(The data begins)

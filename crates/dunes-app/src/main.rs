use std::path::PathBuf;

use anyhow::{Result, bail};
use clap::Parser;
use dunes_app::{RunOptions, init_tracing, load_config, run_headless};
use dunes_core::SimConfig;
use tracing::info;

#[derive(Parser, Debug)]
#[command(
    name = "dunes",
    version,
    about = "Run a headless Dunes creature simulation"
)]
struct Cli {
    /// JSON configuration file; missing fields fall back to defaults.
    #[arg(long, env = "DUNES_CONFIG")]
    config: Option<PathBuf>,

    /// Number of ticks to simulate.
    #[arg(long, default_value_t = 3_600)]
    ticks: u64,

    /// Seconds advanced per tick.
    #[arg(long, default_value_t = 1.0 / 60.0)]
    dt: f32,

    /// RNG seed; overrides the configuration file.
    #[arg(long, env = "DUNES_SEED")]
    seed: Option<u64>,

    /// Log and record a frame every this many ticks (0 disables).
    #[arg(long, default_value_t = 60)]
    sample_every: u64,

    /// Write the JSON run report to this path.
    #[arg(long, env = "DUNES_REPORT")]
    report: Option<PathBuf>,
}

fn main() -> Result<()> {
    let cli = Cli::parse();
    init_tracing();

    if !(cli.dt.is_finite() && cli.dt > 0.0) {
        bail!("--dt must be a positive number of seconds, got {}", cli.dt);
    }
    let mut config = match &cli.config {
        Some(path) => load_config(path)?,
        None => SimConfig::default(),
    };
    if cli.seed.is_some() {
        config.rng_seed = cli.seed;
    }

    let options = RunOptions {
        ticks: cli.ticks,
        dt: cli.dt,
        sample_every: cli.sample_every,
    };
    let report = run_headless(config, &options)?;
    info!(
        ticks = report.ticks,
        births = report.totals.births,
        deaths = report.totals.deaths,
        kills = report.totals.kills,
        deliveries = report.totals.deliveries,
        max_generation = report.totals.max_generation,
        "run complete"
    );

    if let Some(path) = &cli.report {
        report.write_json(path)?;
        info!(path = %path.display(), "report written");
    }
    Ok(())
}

(The data ends)
(The data begins)

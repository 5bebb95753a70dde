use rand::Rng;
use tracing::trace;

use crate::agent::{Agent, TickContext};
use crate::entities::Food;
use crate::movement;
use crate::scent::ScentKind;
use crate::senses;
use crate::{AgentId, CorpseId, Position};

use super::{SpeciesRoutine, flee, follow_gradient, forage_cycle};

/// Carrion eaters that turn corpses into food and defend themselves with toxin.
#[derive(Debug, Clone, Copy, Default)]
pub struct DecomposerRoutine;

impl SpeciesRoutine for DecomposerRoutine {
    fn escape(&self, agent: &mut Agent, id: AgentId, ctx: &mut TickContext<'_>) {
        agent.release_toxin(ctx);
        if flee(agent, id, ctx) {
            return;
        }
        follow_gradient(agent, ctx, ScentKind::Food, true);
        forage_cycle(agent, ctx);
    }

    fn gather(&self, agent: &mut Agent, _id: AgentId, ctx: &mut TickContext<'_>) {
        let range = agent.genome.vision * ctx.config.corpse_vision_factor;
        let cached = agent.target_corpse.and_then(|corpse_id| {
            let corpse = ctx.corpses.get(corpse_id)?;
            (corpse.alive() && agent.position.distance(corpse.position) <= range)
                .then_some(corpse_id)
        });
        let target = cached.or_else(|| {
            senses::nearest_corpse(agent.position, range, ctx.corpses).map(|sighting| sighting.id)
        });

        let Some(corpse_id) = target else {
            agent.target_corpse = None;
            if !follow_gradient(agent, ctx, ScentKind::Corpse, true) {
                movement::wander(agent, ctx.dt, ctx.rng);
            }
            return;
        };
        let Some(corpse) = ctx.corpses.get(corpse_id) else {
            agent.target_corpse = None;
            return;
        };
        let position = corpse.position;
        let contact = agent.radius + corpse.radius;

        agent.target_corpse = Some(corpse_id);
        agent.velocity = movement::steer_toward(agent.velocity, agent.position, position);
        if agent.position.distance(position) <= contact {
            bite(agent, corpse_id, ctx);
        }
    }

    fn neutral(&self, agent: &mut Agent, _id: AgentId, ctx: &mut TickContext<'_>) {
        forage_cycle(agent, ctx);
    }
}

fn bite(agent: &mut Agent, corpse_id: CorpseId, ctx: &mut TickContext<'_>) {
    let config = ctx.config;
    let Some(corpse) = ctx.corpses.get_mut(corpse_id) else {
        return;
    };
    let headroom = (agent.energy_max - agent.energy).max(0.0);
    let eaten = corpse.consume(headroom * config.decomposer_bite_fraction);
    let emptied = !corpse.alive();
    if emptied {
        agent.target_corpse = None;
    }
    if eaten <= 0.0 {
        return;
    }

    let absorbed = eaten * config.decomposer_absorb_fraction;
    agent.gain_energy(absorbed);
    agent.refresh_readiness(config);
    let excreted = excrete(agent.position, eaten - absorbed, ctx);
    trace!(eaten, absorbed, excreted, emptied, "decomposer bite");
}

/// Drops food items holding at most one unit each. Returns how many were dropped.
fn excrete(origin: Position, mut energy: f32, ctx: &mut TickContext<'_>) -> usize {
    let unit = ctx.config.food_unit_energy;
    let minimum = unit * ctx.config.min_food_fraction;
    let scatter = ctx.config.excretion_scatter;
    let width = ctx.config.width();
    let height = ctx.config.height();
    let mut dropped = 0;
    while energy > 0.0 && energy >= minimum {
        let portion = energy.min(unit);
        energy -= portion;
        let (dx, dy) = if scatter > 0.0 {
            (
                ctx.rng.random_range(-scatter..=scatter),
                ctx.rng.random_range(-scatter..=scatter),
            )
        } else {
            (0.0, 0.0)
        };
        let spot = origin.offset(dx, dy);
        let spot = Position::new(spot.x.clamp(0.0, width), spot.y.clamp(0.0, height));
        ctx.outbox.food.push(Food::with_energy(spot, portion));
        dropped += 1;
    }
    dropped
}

(The data ends)
(The data begins)

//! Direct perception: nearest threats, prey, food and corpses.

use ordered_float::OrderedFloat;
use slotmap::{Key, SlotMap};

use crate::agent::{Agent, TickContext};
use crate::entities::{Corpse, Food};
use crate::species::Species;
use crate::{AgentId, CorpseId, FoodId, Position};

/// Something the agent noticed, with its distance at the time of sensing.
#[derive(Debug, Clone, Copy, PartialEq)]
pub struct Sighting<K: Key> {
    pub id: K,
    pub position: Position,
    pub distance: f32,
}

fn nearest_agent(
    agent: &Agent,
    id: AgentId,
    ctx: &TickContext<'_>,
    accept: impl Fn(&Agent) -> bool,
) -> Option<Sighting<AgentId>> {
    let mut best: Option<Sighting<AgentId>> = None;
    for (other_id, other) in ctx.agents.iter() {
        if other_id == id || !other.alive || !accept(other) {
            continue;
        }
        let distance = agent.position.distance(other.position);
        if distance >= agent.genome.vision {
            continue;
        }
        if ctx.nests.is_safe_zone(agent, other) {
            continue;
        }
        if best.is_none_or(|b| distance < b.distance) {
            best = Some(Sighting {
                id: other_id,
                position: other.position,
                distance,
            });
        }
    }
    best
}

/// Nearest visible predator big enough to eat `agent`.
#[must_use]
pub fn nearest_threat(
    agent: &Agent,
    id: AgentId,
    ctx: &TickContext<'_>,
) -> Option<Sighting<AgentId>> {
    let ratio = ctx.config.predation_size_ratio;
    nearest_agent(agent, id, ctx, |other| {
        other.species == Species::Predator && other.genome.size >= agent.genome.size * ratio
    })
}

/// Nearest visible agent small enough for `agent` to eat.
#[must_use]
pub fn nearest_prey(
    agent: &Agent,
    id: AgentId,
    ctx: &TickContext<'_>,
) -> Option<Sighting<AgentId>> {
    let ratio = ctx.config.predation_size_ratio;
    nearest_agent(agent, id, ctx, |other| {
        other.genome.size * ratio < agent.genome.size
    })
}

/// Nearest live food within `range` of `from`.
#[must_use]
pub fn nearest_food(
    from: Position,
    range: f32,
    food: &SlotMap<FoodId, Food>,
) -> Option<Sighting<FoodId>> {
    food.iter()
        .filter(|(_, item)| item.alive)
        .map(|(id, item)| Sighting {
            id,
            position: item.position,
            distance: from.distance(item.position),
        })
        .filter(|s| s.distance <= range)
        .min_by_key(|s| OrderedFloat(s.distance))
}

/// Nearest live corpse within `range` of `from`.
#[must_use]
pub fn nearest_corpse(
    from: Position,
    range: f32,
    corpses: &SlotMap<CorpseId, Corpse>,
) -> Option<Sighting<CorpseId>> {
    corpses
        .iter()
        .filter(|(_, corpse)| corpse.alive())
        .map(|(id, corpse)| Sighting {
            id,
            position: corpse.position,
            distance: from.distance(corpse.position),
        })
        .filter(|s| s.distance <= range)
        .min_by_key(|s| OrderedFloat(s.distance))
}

(The data ends)

Your answer should be the exact lines above from the one with "filename crates/dunes-app/src/main.rs" through the one with "advanced per tick.", both included, and nothing besides.

Solution to this task:
filename crates/dunes-app/src/main.rs
use std::path::PathBuf;

use anyhow::{Result, bail};
use clap::Parser;
use dunes_app::{RunOptions, init_tracing, load_config, run_headless};
use dunes_core::SimConfig;
use tracing::info;

#[derive(Parser, Debug)]
#[command(
    name = "dunes",
    version,
    about = "Run a headless Dunes creature simulation"
)]
struct Cli {
    /// JSON configuration file; missing fields fall back to defaults.
    #[arg(long, env = "DUNES_CONFIG")]
    config: Option<PathBuf>,

    /// Number of ticks to simulate.
    #[arg(long, default_value_t = 3_600)]
    ticks: u64,

    /// Seconds advanced per tick.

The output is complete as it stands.